Still, this property is generally known to break down if we consider variants of mutual information where the KL-divergence in the definition is replaced with an abritrary $f$-divergence (see Section 7.8 of this book). One case of $f$-divergence where the corresponding $f$-mutual information enjoys a chain rule-type property is the symmetric KL-divergence, where we have $I_{SKL}(X; Y_1, \dots, Y_n) = \sum\limits_{i \in [n]} I_{SKL}(X; Y_i)$. However, SKL-mutual information suffers from the fact that, for its values to be finite, it's necessary for $P_{X, Y}, P_X \times P_Y$ to be absolutely continuous with respect to each other, which generally cannot be taken for granted.
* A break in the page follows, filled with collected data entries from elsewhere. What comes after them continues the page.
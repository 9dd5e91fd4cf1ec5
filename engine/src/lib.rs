//! Command resolution, parsing and dispatch.
//!
//! Built on the schemas and binder of `optline_core`:
//!
//! - [`CommandRegistry`]: commands by name and alias, with the default
//!   command and each command's compiled option schema and [`Handler`].
//! - [`Parser`]: resolves a command line to help, the version, or a bound
//!   command ([`ParseResult`]).
//! - [`Dispatcher`]: runs the bound handler, or renders help and errors
//!   through a [`Presenter`].
//! - [`CommandGroup`]: a handler that dispatches its remainder against a
//!   nested registry.
//!
//! Parser behavior is configured with [`ParserOptions`], which can also be
//! loaded from YAML.
//!
//! # Example
//!
//! ```
//! use std::cell::Cell;
//! use std::rc::Rc;
//!
//! use optline_core::{Catalog, CommandDescriptor, FieldDescriptor, OptionTypeDescriptor};
//! use optline_engine::*;
//!
//! let catalog = Catalog::new()
//!     .with_option_type(
//!         OptionTypeDescriptor::new("AddOptions")
//!             .with_field(FieldDescriptor::new("value", "i32").required())
//!             .with_field(FieldDescriptor::new("times", "u8").with_short("t").with_default("1")),
//!     )
//!     .with_command(CommandDescriptor::new("add").with_options("AddOptions"));
//!
//! let total = Rc::new(Cell::new(0));
//! let sum = total.clone();
//! let handlers = HandlerTable::new().with(
//!     "add",
//!     Handler::with_options(move |options, _| {
//!         let value: i32 = options.get_as("value").unwrap_or_default();
//!         let times: u8 = options.get_as("times").unwrap_or_default();
//!         sum.set(sum.get() + value * i32::from(times));
//!         Ok(())
//!     }),
//! );
//!
//! let parser = Parser::from_provider(&catalog, &handlers, ParserOptions::standard()).unwrap();
//! let mut dispatcher = Dispatcher::new(&parser, PlainPresenter::new(Vec::new()));
//!
//! assert_eq!(dispatcher.parse_and_run("add 5 -t 3").unwrap(), Execution::Ran);
//! assert_eq!(total.get(), 15);
//! ```

mod config;
mod dispatch;
mod engine;
mod group;
mod handler;
mod presenter;
mod registry;

pub use config::{DEFAULT_VERSION, ParserOptions};
pub use dispatch::{DispatchError, Dispatcher, Execution};
pub use engine::{ParseMode, ParseResult, Parser};
pub use group::CommandGroup;
pub use handler::{Handler, HandlerError, HandlerResult, HandlerTable};
pub use presenter::{HelpRequest, PlainPresenter, Presenter};
pub use registry::{Command, CommandRegistry, RegistryError};
//! Error types for schema construction, argument binding and descriptor
//! loading.
//!
//! Build-time problems ([`ConstructionError`]) are fatal and surface as `Err`
//! when schemas or registries are assembled. Per-call problems
//! ([`ParseError`], [`ValidationError`]) are never returned as `Err`; they are
//! collected into an [`ArgumentError`] list for the caller to render.

use thiserror::Error;

/// Fatal errors raised while compiling descriptors into option schemas or
/// wiring commands to handlers.
#[derive(Debug, Clone, PartialEq, Eq, Error)]
pub enum ConstructionError {
    /// Two fields of one option type (inherited fields included) share a long name.
    #[error("long option name '{name}' ({type_name}) already exists")]
    DuplicateLongName { name: String, type_name: String },
    /// A short name collides with another long or short name.
    #[error("short option name '{name}' ({type_name}) already exists")]
    DuplicateShortName { name: String, type_name: String },
    /// A field declares an empty long name.
    #[error("option name cannot be empty ({0})")]
    EmptyOptionName(String),
    /// An option type contains itself, directly or through nested fields or bases.
    #[error("circular dependency of option types is detected ({0})")]
    CircularDependency(String),
    /// A field kind is neither a scalar, an enum, nor a known option type.
    #[error("type '{kind}' of option '{field}' is not supported")]
    UnsupportedType { field: String, kind: String },
    /// A nested option type has no bindable fields.
    #[error("type '{0}' has no options and cannot be used as a nested option")]
    EmptyOptionType(String),
    /// An enum type declares no variants.
    #[error("enum '{0}' has no variants")]
    EmptyEnum(String),
    /// Two option types or enums in one catalog share a name.
    #[error("type name '{0}' is declared more than once")]
    DuplicateTypeName(String),
    /// A command or base refers to an option type the provider does not know.
    #[error("option type '{0}' is not defined")]
    UnknownOptionType(String),
    /// A declared default cannot be converted to the field's kind.
    #[error("default value '{value}' of option '{field}' cannot be converted to '{kind}'")]
    InvalidDefault {
        field: String,
        value: String,
        kind: String,
    },
    /// A command's handler key has no registered handler.
    #[error("no handler '{handler}' is registered for command '{command}'")]
    MissingHandler { command: String, handler: String },
    /// A handler's call shape does not fit its command.
    #[error("handler '{handler}' of command '{command}' {reason}")]
    HandlerShapeMismatch {
        command: String,
        handler: String,
        reason: String,
    },
}

/// Recoverable errors collected while scanning tokens.
#[derive(Debug, Clone, PartialEq, Eq, Error)]
pub enum ParseError {
    /// Unknown option name against a schema without an option type.
    #[error("Option '{name}' is invalid")]
    InvalidOption { name: String },
    /// Unknown option name against a typed schema.
    #[error("Option '{name}' is not found in Type: {type_name}")]
    UnknownOption { name: String, type_name: String },
    /// A recognized option is not followed by a value.
    #[error("No corresponding value found for option '{option}'")]
    MissingValue { option: String },
    /// A value could not be converted to the option's kind.
    #[error("Could not convert '{value}' to Type '{type_name}' ({context})")]
    ConversionFailed {
        value: String,
        type_name: String,
        context: String,
    },
    /// No command was given and no default command exists.
    #[error("Specify the command name")]
    MissingCommand,
}

/// Errors found after scanning; any of them prevents execution.
#[derive(Debug, Clone, PartialEq, Eq, Error)]
pub enum ValidationError {
    /// A required field is still unset after the command line and the environment.
    #[error("Value is required for option '{option}' <{type_name}>")]
    RequiredValue { option: String, type_name: String },
}

/// One entry of the per-call error list.
#[derive(Debug, Clone, PartialEq, Eq, Error)]
pub enum ArgumentError {
    #[error(transparent)]
    Parse(#[from] ParseError),
    #[error(transparent)]
    Validation(#[from] ValidationError),
}

impl ArgumentError {
    /// Returns `true` for validation errors, which leave no usable instance.
    pub fn is_fatal(&self) -> bool {
        matches!(self, ArgumentError::Validation(_))
    }
}

/// Errors that can occur while loading or saving descriptor and option files.
#[derive(Debug, Error)]
pub enum ConfigError {
    /// File I/O failure.
    #[error("I/O error: {0}")]
    IoError(#[from] std::io::Error),

    /// JSON parsing or serialization failure.
    #[error("JSON error: {0}")]
    JsonError(#[from] serde_json::Error),

    /// YAML parsing or serialization failure.
    #[error("YAML error: {0}")]
    YamlError(#[from] serde_yaml::Error),
}

/// Convenience alias for results with [`ConfigError`].
pub type Result<T> = std::result::Result<T, ConfigError>;
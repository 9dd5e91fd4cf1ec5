//! Command handlers.
//!
//! A command's behavior is one of four call shapes, fixed when the handler is
//! created: synchronous or asynchronous, with or without the bound option
//! record. The registry checks the shape against the command's option type
//! once, so dispatch never inspects types.

use std::collections::HashMap;
use std::error::Error;
use std::fmt;
use std::future::Future;
use std::rc::Rc;

use futures::future::{FutureExt, LocalBoxFuture};
use optline_core::{FromRecord, Record};

/// Error returned by a handler; surfaced to the caller unchanged.
pub type HandlerError = Box<dyn Error + Send + Sync>;

/// Result of running a handler.
pub type HandlerResult = Result<(), HandlerError>;

type RunFn = dyn Fn(&[String]) -> HandlerResult;
type RunWithOptionsFn = dyn Fn(&Record, &[String]) -> HandlerResult;
type RunAsyncFn = dyn Fn(Vec<String>) -> LocalBoxFuture<'static, HandlerResult>;
type RunAsyncWithOptionsFn = dyn Fn(Record, Vec<String>) -> LocalBoxFuture<'static, HandlerResult>;

/// A command handler in one of the four call shapes.
///
/// # Examples
///
/// ```
/// use optline_engine::Handler;
///
/// let handler = Handler::with_options(|options, rest| {
///     println!("{options} {rest:?}");
///     Ok(())
/// });
/// assert!(handler.takes_options());
/// assert!(!handler.is_async());
/// ```
#[derive(Clone)]
pub enum Handler {
    /// Receives the positional remainder.
    Run(Rc<RunFn>),
    /// Receives the bound options and the remainder.
    RunWithOptions(Rc<RunWithOptionsFn>),
    /// Asynchronous form of [`Handler::Run`].
    RunAsync(Rc<RunAsyncFn>),
    /// Asynchronous form of [`Handler::RunWithOptions`].
    RunAsyncWithOptions(Rc<RunAsyncWithOptionsFn>),
}

impl Handler {
    pub fn run(f: impl Fn(&[String]) -> HandlerResult + 'static) -> Self {
        Handler::Run(Rc::new(f))
    }

    pub fn with_options(f: impl Fn(&Record, &[String]) -> HandlerResult + 'static) -> Self {
        Handler::RunWithOptions(Rc::new(f))
    }

    pub fn run_async<F, Fut>(f: F) -> Self
    where
        F: Fn(Vec<String>) -> Fut + 'static,
        Fut: Future<Output = HandlerResult> + 'static,
    {
        Handler::RunAsync(Rc::new(move |rest| f(rest).boxed_local()))
    }

    pub fn async_with_options<F, Fut>(f: F) -> Self
    where
        F: Fn(Record, Vec<String>) -> Fut + 'static,
        Fut: Future<Output = HandlerResult> + 'static,
    {
        Handler::RunAsyncWithOptions(Rc::new(move |options, rest| f(options, rest).boxed_local()))
    }

    /// Wraps a handler that takes a host option struct.
    ///
    /// The record is converted with [`FromRecord`]; a record that does not
    /// convert fails the call with an error naming the option type.
    pub fn typed<T, F>(f: F) -> Self
    where
        T: FromRecord,
        F: Fn(T, &[String]) -> HandlerResult + 'static,
    {
        Handler::with_options(move |record, rest| match T::from_record(record) {
            Some(options) => f(options, rest),
            None => Err(format!(
                "bound options do not match the handler's type ({})",
                record.type_name().unwrap_or("untyped")
            )
            .into()),
        })
    }

    pub fn takes_options(&self) -> bool {
        matches!(self, Handler::RunWithOptions(_) | Handler::RunAsyncWithOptions(_))
    }

    pub fn is_async(&self) -> bool {
        matches!(self, Handler::RunAsync(_) | Handler::RunAsyncWithOptions(_))
    }

    fn shape(&self) -> &'static str {
        match self {
            Handler::Run(_) => "Run",
            Handler::RunWithOptions(_) => "RunWithOptions",
            Handler::RunAsync(_) => "RunAsync",
            Handler::RunAsyncWithOptions(_) => "RunAsyncWithOptions",
        }
    }
}

impl fmt::Debug for Handler {
    fn fmt(&self, f: &mut fmt::Formatter<'_>) -> fmt::Result {
        write!(f, "Handler::{}", self.shape())
    }
}

/// Handlers keyed by the names commands refer to.
///
/// # Examples
///
/// ```
/// use optline_engine::{Handler, HandlerTable};
///
/// let table = HandlerTable::new()
///     .with("list", Handler::run(|_| Ok(())))
///     .with(" copy ", Handler::run(|_| Ok(())));
/// assert!(table.get("copy").is_some());
/// assert!(table.get("move").is_none());
/// ```
#[derive(Debug, Clone, Default)]
pub struct HandlerTable {
    handlers: HashMap<String, Handler>,
}

impl HandlerTable {
    pub fn new() -> Self {
        Self::default()
    }

    /// Adds a handler, replacing any previous one under the same key.
    pub fn insert(&mut self, key: &str, handler: Handler) {
        self.handlers.insert(key.trim().to_string(), handler);
    }

    pub fn with(mut self, key: &str, handler: Handler) -> Self {
        self.insert(key, handler);
        self
    }

    pub fn get(&self, key: &str) -> Option<&Handler> {
        self.handlers.get(key.trim())
    }

    pub fn len(&self) -> usize {
        self.handlers.len()
    }

    pub fn is_empty(&self) -> bool {
        self.handlers.is_empty()
    }
}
Do we know any cases of $f$-divergences other than the KL and SKL divergences that lead to $f$-mutual information definitions that exhibit additivity properties? What about formulations of mutual information based on Renyi entropy (I understand such definitions can be a bit more technically involved, e.g., here)? More broadly, do we know any other measures of dependence (outside mutual information and variants) between random variables that have chain/additivity rules? I'm not counting covariance (which has one such property due to linearity of expectation) because it captures a very specific type of dependence which is not as general as I'd hope.